- To do
Start at the line with "self.wake_by_ref();" in the records below, stop at the line with "queued jobs and tasks", and return every line in that span exactly, the two end lines included.

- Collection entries
-- Opening Marker --
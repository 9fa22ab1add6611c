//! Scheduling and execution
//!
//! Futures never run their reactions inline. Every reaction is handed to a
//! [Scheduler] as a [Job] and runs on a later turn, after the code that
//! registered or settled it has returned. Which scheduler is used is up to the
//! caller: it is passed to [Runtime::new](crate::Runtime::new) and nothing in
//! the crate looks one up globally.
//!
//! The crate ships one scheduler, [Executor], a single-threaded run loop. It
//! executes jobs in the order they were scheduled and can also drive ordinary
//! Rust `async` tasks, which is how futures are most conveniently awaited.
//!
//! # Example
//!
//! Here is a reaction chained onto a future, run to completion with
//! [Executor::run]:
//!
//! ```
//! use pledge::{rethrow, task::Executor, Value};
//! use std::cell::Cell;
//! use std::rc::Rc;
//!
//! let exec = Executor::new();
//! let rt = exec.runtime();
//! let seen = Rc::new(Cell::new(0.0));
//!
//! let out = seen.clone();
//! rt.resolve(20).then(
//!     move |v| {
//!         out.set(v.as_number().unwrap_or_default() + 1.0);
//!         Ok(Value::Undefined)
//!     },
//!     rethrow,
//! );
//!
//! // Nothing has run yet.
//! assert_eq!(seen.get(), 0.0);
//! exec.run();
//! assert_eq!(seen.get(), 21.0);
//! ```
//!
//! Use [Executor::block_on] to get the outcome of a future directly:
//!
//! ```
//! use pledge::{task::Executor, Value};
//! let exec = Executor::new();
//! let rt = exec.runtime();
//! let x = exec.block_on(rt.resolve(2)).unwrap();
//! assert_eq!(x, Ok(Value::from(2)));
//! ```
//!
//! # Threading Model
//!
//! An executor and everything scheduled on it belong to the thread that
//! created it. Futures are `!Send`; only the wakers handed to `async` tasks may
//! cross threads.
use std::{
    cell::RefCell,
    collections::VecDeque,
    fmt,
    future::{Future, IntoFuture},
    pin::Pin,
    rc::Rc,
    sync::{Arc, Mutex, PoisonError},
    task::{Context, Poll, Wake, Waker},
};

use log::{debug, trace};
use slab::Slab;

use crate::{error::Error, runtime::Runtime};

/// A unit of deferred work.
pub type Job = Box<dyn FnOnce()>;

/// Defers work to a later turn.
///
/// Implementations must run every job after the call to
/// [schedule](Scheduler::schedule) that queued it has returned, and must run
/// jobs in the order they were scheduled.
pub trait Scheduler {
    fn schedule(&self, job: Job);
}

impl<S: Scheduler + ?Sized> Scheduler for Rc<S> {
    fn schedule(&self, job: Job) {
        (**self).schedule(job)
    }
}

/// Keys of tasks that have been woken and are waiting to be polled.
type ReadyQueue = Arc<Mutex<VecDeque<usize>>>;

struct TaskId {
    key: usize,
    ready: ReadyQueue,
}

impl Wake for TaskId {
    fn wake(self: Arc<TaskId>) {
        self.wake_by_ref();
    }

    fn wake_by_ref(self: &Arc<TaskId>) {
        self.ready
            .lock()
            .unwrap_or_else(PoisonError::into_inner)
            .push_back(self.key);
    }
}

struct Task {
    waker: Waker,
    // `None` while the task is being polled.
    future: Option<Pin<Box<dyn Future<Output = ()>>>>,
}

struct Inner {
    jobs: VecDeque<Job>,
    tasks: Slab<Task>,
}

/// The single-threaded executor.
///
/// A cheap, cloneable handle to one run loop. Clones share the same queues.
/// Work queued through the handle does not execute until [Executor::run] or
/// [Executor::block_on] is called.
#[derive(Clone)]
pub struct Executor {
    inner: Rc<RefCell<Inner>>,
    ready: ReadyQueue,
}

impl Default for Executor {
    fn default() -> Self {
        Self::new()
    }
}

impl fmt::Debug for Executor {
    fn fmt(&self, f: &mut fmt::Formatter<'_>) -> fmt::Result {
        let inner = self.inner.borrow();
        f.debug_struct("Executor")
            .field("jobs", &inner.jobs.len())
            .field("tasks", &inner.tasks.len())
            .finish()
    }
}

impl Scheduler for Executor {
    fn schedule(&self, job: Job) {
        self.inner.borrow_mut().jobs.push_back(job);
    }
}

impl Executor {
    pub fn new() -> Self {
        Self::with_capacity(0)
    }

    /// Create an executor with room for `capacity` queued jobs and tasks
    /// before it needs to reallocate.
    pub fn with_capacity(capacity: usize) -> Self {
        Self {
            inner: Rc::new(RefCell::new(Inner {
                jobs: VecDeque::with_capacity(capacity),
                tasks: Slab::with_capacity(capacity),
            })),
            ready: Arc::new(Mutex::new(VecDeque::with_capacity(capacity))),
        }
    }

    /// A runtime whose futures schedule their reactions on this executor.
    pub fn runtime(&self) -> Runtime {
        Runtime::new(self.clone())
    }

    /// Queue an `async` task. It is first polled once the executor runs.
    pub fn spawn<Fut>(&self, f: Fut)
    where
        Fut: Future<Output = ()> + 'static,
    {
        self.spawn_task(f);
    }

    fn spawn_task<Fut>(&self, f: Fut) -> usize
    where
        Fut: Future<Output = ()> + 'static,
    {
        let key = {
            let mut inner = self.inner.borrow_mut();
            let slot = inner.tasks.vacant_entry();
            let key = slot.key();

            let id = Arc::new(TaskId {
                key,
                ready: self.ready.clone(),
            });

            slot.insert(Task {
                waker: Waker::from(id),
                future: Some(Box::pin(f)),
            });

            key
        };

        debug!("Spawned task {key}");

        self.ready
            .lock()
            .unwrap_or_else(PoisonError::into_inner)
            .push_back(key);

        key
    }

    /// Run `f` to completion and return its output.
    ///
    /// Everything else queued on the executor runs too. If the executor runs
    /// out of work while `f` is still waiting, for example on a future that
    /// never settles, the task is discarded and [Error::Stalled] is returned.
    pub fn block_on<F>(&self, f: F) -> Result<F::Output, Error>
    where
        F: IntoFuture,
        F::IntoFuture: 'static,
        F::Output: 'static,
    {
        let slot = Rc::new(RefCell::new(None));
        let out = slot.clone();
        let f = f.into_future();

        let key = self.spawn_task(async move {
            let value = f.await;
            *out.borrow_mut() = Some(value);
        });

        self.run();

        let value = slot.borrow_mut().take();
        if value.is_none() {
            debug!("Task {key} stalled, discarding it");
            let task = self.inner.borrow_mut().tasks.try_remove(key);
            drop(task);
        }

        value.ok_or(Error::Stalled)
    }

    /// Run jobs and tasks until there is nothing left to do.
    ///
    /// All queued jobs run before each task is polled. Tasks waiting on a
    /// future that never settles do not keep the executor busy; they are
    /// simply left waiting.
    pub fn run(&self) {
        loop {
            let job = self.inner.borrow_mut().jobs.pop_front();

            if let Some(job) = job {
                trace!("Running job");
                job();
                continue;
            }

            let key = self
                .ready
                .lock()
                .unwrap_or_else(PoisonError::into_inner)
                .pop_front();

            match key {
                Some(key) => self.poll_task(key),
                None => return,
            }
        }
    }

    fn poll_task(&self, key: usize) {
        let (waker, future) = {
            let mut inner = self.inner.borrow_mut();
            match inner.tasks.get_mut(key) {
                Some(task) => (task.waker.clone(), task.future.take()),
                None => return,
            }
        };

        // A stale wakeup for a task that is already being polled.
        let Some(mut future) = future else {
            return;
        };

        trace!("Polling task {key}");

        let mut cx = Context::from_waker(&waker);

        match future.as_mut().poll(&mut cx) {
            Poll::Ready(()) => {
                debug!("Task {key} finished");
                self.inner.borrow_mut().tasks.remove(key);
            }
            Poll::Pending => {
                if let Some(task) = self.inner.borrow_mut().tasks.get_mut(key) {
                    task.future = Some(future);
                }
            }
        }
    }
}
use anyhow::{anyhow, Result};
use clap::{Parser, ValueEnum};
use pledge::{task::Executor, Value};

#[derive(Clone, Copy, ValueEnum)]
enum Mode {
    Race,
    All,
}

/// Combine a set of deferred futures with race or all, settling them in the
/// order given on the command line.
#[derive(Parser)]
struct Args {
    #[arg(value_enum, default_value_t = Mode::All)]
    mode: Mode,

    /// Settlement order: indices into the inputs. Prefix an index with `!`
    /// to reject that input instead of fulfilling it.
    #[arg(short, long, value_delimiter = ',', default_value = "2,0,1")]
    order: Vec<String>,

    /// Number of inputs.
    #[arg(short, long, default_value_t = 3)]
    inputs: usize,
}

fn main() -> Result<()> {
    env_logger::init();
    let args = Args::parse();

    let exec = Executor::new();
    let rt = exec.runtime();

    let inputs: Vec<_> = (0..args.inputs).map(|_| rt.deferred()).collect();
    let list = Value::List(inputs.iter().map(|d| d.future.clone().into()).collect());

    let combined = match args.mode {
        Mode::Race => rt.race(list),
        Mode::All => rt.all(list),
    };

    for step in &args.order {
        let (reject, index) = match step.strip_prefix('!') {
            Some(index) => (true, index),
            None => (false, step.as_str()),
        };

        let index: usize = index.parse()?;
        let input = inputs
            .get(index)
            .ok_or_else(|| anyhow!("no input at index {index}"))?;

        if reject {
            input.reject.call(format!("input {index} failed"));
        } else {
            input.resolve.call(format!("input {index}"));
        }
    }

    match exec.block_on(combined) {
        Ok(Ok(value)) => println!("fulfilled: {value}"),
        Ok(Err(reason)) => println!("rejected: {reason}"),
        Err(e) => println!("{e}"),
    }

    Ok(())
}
-- Closing Marker --
-- Opening Marker --
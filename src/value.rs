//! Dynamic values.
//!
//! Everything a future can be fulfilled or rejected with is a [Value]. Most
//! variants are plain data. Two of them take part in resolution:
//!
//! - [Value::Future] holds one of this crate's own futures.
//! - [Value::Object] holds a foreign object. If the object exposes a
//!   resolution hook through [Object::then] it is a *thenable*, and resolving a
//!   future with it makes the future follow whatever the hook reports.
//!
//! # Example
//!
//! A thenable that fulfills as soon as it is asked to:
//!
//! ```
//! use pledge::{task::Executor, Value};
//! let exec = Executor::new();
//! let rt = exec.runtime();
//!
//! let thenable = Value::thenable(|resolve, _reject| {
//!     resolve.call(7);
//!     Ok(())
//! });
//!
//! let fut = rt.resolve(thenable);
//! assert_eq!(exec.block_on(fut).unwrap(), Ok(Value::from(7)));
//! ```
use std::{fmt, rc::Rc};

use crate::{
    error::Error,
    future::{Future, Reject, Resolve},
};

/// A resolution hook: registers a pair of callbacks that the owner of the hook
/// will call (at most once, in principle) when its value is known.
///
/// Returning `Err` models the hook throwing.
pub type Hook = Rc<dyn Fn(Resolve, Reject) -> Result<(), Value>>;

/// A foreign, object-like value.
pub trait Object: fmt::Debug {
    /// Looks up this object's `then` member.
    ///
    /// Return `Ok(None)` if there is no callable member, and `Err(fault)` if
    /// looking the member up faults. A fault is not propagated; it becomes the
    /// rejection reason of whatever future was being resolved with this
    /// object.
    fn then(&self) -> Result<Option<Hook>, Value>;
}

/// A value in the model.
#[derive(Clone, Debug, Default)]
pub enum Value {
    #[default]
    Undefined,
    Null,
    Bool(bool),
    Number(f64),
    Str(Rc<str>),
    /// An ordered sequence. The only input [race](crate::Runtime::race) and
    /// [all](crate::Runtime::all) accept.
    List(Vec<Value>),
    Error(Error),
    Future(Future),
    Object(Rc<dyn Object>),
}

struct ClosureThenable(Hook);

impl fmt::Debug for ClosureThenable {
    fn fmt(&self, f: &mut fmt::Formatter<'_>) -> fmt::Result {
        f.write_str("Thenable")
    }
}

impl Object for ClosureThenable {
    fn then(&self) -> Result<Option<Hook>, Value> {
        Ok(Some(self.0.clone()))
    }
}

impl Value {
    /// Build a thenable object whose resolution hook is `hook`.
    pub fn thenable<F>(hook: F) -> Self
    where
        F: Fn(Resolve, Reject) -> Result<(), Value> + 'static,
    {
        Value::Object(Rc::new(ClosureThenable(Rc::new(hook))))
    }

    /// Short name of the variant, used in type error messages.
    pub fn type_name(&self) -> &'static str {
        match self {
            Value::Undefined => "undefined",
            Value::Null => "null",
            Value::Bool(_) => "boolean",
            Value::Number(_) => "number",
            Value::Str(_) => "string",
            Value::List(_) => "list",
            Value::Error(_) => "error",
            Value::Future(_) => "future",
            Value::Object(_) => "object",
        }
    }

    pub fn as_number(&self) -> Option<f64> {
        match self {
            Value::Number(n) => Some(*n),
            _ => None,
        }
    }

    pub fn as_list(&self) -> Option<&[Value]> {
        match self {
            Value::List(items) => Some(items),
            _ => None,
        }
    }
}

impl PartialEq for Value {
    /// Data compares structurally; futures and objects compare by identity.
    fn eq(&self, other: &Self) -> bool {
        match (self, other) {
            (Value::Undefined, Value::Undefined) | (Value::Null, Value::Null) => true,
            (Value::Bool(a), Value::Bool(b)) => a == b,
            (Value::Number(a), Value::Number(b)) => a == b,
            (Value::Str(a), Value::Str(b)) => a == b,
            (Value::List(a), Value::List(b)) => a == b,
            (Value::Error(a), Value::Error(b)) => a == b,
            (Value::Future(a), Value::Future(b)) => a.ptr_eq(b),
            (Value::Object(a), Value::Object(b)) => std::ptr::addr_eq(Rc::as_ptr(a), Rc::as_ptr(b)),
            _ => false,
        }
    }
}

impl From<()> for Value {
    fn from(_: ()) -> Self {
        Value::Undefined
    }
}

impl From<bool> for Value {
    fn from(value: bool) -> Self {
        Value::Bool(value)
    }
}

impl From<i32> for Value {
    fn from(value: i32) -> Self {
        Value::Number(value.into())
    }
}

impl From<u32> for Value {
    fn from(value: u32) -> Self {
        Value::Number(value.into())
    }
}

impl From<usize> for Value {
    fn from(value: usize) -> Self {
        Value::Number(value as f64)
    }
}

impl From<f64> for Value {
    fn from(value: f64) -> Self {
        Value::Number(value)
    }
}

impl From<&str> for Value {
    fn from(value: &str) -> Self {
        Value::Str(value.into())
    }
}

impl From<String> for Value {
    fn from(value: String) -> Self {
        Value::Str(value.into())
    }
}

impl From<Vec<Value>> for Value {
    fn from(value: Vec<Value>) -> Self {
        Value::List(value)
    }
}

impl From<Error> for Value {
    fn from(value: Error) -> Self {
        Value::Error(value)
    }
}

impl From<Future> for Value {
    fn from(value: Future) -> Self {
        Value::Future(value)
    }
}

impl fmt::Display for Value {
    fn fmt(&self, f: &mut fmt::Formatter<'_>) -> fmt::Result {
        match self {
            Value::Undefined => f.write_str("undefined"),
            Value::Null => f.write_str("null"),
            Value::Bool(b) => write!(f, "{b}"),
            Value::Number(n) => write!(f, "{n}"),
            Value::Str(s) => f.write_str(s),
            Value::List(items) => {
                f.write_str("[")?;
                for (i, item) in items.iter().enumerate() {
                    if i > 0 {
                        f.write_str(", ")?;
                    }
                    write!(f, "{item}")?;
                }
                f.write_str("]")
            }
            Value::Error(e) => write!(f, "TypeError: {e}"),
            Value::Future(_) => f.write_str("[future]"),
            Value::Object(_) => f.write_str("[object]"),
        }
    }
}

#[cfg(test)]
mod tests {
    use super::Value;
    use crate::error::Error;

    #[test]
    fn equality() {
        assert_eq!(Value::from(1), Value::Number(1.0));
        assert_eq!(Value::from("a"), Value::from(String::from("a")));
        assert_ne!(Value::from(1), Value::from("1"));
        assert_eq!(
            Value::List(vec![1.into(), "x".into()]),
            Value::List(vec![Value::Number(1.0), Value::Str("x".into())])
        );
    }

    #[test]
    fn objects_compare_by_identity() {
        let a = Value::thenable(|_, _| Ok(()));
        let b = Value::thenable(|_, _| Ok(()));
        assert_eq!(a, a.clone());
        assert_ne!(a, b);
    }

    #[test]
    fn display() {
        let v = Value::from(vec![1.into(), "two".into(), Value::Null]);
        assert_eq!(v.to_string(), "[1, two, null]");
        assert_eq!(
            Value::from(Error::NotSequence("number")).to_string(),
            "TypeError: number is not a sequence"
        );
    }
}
-- Closing Marker --
-- Opening Marker --
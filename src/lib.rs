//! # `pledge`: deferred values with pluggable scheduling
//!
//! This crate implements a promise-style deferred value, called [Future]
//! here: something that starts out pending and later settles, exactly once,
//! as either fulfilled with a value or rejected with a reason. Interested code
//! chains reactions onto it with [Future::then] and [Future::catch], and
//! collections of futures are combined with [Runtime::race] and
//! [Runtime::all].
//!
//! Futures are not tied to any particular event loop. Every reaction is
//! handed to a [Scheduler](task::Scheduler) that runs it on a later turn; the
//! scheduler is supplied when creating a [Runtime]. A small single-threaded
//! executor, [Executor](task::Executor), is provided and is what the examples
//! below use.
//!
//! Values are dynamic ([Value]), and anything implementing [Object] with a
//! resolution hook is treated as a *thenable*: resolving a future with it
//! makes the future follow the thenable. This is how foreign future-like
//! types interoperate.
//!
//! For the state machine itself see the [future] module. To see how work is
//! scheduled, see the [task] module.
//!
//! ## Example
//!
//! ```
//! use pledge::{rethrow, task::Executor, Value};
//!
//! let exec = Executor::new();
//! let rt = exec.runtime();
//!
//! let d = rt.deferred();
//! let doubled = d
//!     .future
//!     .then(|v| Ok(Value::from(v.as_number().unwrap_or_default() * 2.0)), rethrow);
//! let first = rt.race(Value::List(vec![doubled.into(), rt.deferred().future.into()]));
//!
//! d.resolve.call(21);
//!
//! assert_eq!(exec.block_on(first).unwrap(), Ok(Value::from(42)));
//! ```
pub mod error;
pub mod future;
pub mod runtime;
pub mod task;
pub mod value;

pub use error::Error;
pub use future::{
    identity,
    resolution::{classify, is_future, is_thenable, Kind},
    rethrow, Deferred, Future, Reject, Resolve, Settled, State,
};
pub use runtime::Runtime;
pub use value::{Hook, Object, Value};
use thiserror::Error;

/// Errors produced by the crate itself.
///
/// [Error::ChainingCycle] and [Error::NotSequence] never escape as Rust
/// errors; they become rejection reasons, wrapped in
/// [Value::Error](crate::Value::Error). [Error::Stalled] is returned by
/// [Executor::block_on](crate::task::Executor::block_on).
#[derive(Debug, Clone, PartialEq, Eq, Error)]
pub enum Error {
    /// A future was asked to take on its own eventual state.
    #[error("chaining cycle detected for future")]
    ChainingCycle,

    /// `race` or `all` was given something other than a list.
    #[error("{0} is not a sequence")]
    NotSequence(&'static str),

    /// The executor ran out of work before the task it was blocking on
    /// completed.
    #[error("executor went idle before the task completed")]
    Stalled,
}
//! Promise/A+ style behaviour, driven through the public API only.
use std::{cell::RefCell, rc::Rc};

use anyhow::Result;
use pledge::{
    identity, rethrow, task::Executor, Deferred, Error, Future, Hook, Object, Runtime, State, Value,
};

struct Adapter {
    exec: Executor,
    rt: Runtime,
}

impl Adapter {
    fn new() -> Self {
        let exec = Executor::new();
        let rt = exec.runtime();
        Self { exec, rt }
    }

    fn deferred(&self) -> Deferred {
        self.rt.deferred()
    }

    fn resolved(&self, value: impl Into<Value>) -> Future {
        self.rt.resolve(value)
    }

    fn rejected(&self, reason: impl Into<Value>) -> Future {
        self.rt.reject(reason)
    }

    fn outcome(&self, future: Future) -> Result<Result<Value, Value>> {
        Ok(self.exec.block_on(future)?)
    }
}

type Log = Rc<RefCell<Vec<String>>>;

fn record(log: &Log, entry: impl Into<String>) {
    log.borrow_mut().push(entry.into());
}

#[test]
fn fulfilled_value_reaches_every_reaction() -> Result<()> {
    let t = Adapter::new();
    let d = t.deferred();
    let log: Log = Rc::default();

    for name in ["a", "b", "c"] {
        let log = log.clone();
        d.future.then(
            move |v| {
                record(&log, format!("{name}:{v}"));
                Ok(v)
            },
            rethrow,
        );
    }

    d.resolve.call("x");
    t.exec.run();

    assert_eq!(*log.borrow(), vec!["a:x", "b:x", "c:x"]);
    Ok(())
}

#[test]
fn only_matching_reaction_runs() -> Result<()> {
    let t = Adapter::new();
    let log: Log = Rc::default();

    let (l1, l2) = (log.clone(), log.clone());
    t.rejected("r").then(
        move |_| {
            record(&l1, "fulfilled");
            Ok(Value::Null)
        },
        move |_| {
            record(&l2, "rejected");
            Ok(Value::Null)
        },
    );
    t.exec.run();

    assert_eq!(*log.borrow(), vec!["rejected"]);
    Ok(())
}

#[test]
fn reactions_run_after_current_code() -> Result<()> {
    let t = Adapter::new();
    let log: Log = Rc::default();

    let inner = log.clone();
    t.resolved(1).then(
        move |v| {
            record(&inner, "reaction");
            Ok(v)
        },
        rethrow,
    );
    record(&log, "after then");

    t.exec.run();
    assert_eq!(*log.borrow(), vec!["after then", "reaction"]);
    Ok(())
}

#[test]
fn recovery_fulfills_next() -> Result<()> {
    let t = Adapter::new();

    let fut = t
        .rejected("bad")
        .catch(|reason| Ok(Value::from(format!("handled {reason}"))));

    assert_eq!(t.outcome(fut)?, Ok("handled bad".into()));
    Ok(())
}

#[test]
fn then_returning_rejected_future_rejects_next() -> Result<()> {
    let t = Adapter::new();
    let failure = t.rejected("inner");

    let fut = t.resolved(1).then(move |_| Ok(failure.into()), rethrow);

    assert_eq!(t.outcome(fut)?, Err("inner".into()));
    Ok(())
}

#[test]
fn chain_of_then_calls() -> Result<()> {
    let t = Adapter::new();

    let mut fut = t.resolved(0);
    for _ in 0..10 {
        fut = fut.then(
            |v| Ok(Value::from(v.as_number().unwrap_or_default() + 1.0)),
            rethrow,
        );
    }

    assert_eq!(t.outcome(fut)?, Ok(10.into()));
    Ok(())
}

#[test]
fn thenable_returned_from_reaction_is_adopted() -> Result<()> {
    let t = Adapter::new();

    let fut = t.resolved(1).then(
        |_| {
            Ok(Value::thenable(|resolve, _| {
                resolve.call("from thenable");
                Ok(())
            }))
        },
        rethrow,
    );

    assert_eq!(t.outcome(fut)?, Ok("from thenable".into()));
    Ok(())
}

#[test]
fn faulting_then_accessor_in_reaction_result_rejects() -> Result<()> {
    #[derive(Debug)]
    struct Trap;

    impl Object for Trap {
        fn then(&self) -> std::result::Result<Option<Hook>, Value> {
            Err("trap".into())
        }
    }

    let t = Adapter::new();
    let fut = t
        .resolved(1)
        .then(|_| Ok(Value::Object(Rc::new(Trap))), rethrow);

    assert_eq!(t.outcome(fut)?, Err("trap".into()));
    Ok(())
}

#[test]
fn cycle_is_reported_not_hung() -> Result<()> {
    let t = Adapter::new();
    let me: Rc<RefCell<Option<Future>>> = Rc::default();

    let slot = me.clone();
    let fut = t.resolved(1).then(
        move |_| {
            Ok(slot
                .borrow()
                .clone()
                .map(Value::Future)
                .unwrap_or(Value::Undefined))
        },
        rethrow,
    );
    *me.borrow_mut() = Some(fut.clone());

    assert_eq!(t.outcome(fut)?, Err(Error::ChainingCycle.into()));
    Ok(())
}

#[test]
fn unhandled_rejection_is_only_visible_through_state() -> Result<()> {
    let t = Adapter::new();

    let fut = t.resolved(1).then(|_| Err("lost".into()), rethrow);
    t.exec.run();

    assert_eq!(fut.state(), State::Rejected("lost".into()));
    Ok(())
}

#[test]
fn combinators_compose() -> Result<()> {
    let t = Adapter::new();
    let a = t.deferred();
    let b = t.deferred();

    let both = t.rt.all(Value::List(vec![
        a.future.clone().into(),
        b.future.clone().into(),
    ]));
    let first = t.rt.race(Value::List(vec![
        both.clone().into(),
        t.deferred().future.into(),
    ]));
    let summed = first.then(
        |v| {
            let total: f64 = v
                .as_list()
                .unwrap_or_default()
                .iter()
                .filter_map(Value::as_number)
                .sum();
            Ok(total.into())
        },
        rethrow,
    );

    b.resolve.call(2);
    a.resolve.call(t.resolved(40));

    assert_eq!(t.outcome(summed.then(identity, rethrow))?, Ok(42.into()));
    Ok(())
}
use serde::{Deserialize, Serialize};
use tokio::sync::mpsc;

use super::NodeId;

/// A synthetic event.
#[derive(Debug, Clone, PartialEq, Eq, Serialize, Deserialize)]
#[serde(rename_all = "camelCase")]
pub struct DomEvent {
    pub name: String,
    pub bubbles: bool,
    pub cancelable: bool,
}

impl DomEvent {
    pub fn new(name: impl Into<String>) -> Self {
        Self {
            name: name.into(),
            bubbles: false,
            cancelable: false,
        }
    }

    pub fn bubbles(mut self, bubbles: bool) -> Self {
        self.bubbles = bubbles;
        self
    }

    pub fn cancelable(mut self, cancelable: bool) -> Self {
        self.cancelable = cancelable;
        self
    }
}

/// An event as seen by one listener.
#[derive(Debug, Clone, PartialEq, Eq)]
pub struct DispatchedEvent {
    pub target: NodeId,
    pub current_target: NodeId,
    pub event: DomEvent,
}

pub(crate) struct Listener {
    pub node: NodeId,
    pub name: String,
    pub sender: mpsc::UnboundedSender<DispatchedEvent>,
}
-- Closing Marker --
- Output for this exercise
        self.wake_by_ref();
    }

    fn wake_by_ref(self: &Arc<TaskId>) {
        self.ready
            .lock()
            .unwrap_or_else(PoisonError::into_inner)
            .push_back(self.key);
    }
}

struct Task {
    waker: Waker,
    // `None` while the task is being polled.
    future: Option<Pin<Box<dyn Future<Output = ()>>>>,
}

struct Inner {
    jobs: VecDeque<Job>,
    tasks: Slab<Task>,
}

/// The single-threaded executor.
///
/// A cheap, cloneable handle to one run loop. Clones share the same queues.
/// Work queued through the handle does not execute until [Executor::run] or
/// [Executor::block_on] is called.
#[derive(Clone)]
pub struct Executor {
    inner: Rc<RefCell<Inner>>,
    ready: ReadyQueue,
}

impl Default for Executor {
    fn default() -> Self {
        Self::new()
    }
}

impl fmt::Debug for Executor {
    fn fmt(&self, f: &mut fmt::Formatter<'_>) -> fmt::Result {
        let inner = self.inner.borrow();
        f.debug_struct("Executor")
            .field("jobs", &inner.jobs.len())
            .field("tasks", &inner.tasks.len())
            .finish()
    }
}

impl Scheduler for Executor {
    fn schedule(&self, job: Job) {
        self.inner.borrow_mut().jobs.push_back(job);
    }
}

impl Executor {
    pub fn new() -> Self {
        Self::with_capacity(0)
    }

    /// Create an executor with room for `capacity` queued jobs and tasks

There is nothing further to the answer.